§ The task: Reply with the data below, repeated exactly in full.

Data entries
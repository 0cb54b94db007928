//! Logging configuration

use std::path::PathBuf;

use tracing_appender::non_blocking::WorkerGuard;
use tracing_appender::rolling::{RollingFileAppender, Rotation};
use tracing_subscriber::{
    fmt,
    layer::SubscriberExt,
    util::SubscriberInitExt,
    EnvFilter, Layer,
};

use crate::errors::PanelError;

/// Log level configuration
#[derive(Debug, Clone, Default, PartialEq, Eq)]
pub enum LogLevel {
    Trace,
    Debug,
    #[default]
    Info,
    Warn,
    Error,
}

impl LogLevel {
    pub fn to_filter_string(&self) -> &'static str {
        match self {
            LogLevel::Trace => "trace",
            LogLevel::Debug => "debug",
            LogLevel::Info => "info",
            LogLevel::Warn => "warn",
            LogLevel::Error => "error",
        }
    }
}

impl std::str::FromStr for LogLevel {
    type Err = String;

    fn from_str(s: &str) -> Result<Self, Self::Err> {
        match s.to_lowercase().as_str() {
            "trace" => Ok(LogLevel::Trace),
            "debug" => Ok(LogLevel::Debug),
            "info" => Ok(LogLevel::Info),
            "warn" | "warning" => Ok(LogLevel::Warn),
            "error" => Ok(LogLevel::Error),
            _ => Err(format!("Invalid log level: {}", s)),
        }
    }
}

impl serde::Serialize for LogLevel {
    fn serialize<S>(&self, serializer: S) -> Result<S::Ok, S::Error>
    where
        S: serde::Serializer,
    {
        serializer.serialize_str(self.to_filter_string())
    }
}

impl<'de> serde::Deserialize<'de> for LogLevel {
    fn deserialize<D>(deserializer: D) -> Result<Self, D::Error>
    where
        D: serde::Deserializer<'de>,
    {
        let s = String::deserialize(deserializer)?;
        s.parse().map_err(serde::de::Error::custom)
    }
}

/// Logging options
#[derive(Debug, Clone)]
pub struct LogOptions {
    /// Log level, overridden by `RUST_LOG`
    pub log_level: LogLevel,

    /// Write logs to stdout
    pub stdout: bool,

    /// Directory for daily rolling log files; no file output when unset
    pub log_dir: Option<PathBuf>,

    /// Enable JSON format on stdout
    pub json_format: bool,
}

impl Default for LogOptions {
    fn default() -> Self {
        Self {
            log_level: LogLevel::Info,
            stdout: true,
            log_dir: None,
            json_format: false,
        }
    }
}

/// File name prefix of the rolling log files
pub const LOG_FILE_PREFIX: &str = "vpanel.log";

/// Initialize logging.
///
/// The returned guard flushes the file writer when dropped and must be held
/// for the lifetime of the process.
pub fn init_logging(options: LogOptions) -> Result<Option<WorkerGuard>, PanelError> {
    let filter = EnvFilter::try_from_default_env()
        .unwrap_or_else(|_| EnvFilter::new(options.log_level.to_filter_string()));

    let stdout_layer = options.stdout.then(|| {
        if options.json_format {
            fmt::layer().json().boxed()
        } else {
            fmt::layer().boxed()
        }
    });

    let (file_layer, guard) = match &options.log_dir {
        Some(dir) => {
            let appender = RollingFileAppender::builder()
                .rotation(Rotation::DAILY)
                .filename_prefix(LOG_FILE_PREFIX)
                .build(dir)
                .map_err(|e| PanelError::ConfigError(format!("log file: {}", e)))?;
            let (writer, guard) = tracing_appender::non_blocking(appender);
            let layer = fmt::layer().with_ansi(false).with_writer(writer);
            (Some(layer), Some(guard))
        }
        None => (None, None),
    };

    tracing_subscriber::registry()
        .with(filter)
        .with(stdout_layer)
        .with(file_layer)
        .try_init()
        .map_err(|e| PanelError::ConfigError(e.to_string()))?;

    Ok(guard)
}
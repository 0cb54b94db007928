//! Build script for vpanel
//! Stamps the binary with the commit and build time reported by `/version`

use chrono::Utc;
use std::process::Command;

fn main() {
    // Short commit hash; empty outside a git checkout
    let git_hash = Command::new("git")
        .args(["rev-parse", "--short", "HEAD"])
        .output()
        .ok()
        .filter(|output| output.status.success())
        .and_then(|output| String::from_utf8(output.stdout).ok())
        .map(|s| s.trim().to_string())
        .filter(|s| !s.is_empty())
        .unwrap_or_else(|| "unknown".to_string());

    let build_time = Utc::now().format("%Y-%m-%d %H:%M:%S UTC").to_string();

    println!("cargo:rustc-env=GIT_HASH={}", git_hash);
    println!("cargo:rustc-env=BUILD_TIME={}", build_time);

    // Workspace root holds the repository
    println!("cargo:rerun-if-changed=../.git/HEAD");
}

§ Exercise solution:
repository 0cb54b94db007928
//! Logging configuration

use std::path::PathBuf;

use tracing_appender::non_blocking::WorkerGuard;
use tracing_appender::rolling::{RollingFileAppender, Rotation};
use tracing_subscriber::{
    fmt,
    layer::SubscriberExt,
    util::SubscriberInitExt,
    EnvFilter, Layer,
};

use crate::errors::PanelError;

/// Log level configuration
#[derive(Debug, Clone, Default, PartialEq, Eq)]
pub enum LogLevel {
    Trace,
    Debug,
    #[default]
    Info,
    Warn,
    Error,
}

impl LogLevel {
    pub fn to_filter_string(&self) -> &'static str {
        match self {
            LogLevel::Trace => "trace",
            LogLevel::Debug => "debug",
            LogLevel::Info => "info",
            LogLevel::Warn => "warn",
            LogLevel::Error => "error",
        }
    }
}

impl std::str::FromStr for LogLevel {
    type Err = String;

    fn from_str(s: &str) -> Result<Self, Self::Err> {
        match s.to_lowercase().as_str() {
            "trace" => Ok(LogLevel::Trace),
            "debug" => Ok(LogLevel::Debug),
            "info" => Ok(LogLevel::Info),
            "warn" | "warning" => Ok(LogLevel::Warn),
            "error" => Ok(LogLevel::Error),
            _ => Err(format!("Invalid log level: {}", s)),
        }
    }
}

impl serde::Serialize for LogLevel {
    fn serialize<S>(&self, serializer: S) -> Result<S::Ok, S::Error>
    where
        S: serde::Serializer,
    {
        serializer.serialize_str(self.to_filter_string())
    }
}

impl<'de> serde::Deserialize<'de> for LogLevel {
    fn deserialize<D>(deserializer: D) -> Result<Self, D::Error>
    where
        D: serde::Deserializer<'de>,
    {
        let s = String::deserialize(deserializer)?;
        s.parse().map_err(serde::de::Error::custom)
    }
}

/// Logging options
#[derive(Debug, Clone)]
pub struct LogOptions {
    /// Log level, overridden by `RUST_LOG`
    pub log_level: LogLevel,

    /// Write logs to stdout
    pub stdout: bool,

    /// Directory for daily rolling log files; no file output when unset
    pub log_dir: Option<PathBuf>,

    /// Enable JSON format on stdout
    pub json_format: bool,
}

impl Default for LogOptions {
    fn default() -> Self {
        Self {
            log_level: LogLevel::Info,
            stdout: true,
            log_dir: None,
            json_format: false,
        }
    }
}

/// File name prefix of the rolling log files
pub const LOG_FILE_PREFIX: &str = "vpanel.log";

/// Initialize logging.
///
/// The returned guard flushes the file writer when dropped and must be held
/// for the lifetime of the process.
pub fn init_logging(options: LogOptions) -> Result<Option<WorkerGuard>, PanelError> {
    let filter = EnvFilter::try_from_default_env()
        .unwrap_or_else(|_| EnvFilter::new(options.log_level.to_filter_string()));

    let stdout_layer = options.stdout.then(|| {
        if options.json_format {
            fmt::layer().json().boxed()
        } else {
            fmt::layer().boxed()
        }
    });

    let (file_layer, guard) = match &options.log_dir {
        Some(dir) => {
            let appender = RollingFileAppender::builder()
                .rotation(Rotation::DAILY)
                .filename_prefix(LOG_FILE_PREFIX)
                .build(dir)
                .map_err(|e| PanelError::ConfigError(format!("log file: {}", e)))?;
            let (writer, guard) = tracing_appender::non_blocking(appender);
            let layer = fmt::layer().with_ansi(false).with_writer(writer);
            (Some(layer), Some(guard))
        }
        None => (None, None),
    };

    tracing_subscriber::registry()
        .with(filter)
        .with(stdout_layer)
        .with(file_layer)
        .try_init()
        .map_err(|e| PanelError::ConfigError(e.to_string()))?;

    Ok(guard)
}
repository 0cb54b94db007928
//! Build script for vpanel
//! Stamps the binary with the commit and build time reported by `/version`

use chrono::Utc;
use std::process::Command;

fn main() {
    // Short commit hash; empty outside a git checkout
    let git_hash = Command::new("git")
        .args(["rev-parse", "--short", "HEAD"])
        .output()
        .ok()
        .filter(|output| output.status.success())
        .and_then(|output| String::from_utf8(output.stdout).ok())
        .map(|s| s.trim().to_string())
        .filter(|s| !s.is_empty())
        .unwrap_or_else(|| "unknown".to_string());

    let build_time = Utc::now().format("%Y-%m-%d %H:%M:%S UTC").to_string();

    println!("cargo:rustc-env=GIT_HASH={}", git_hash);
    println!("cargo:rustc-env=BUILD_TIME={}", build_time);

    // Workspace root holds the repository
    println!("cargo:rerun-if-changed=../.git/HEAD");
}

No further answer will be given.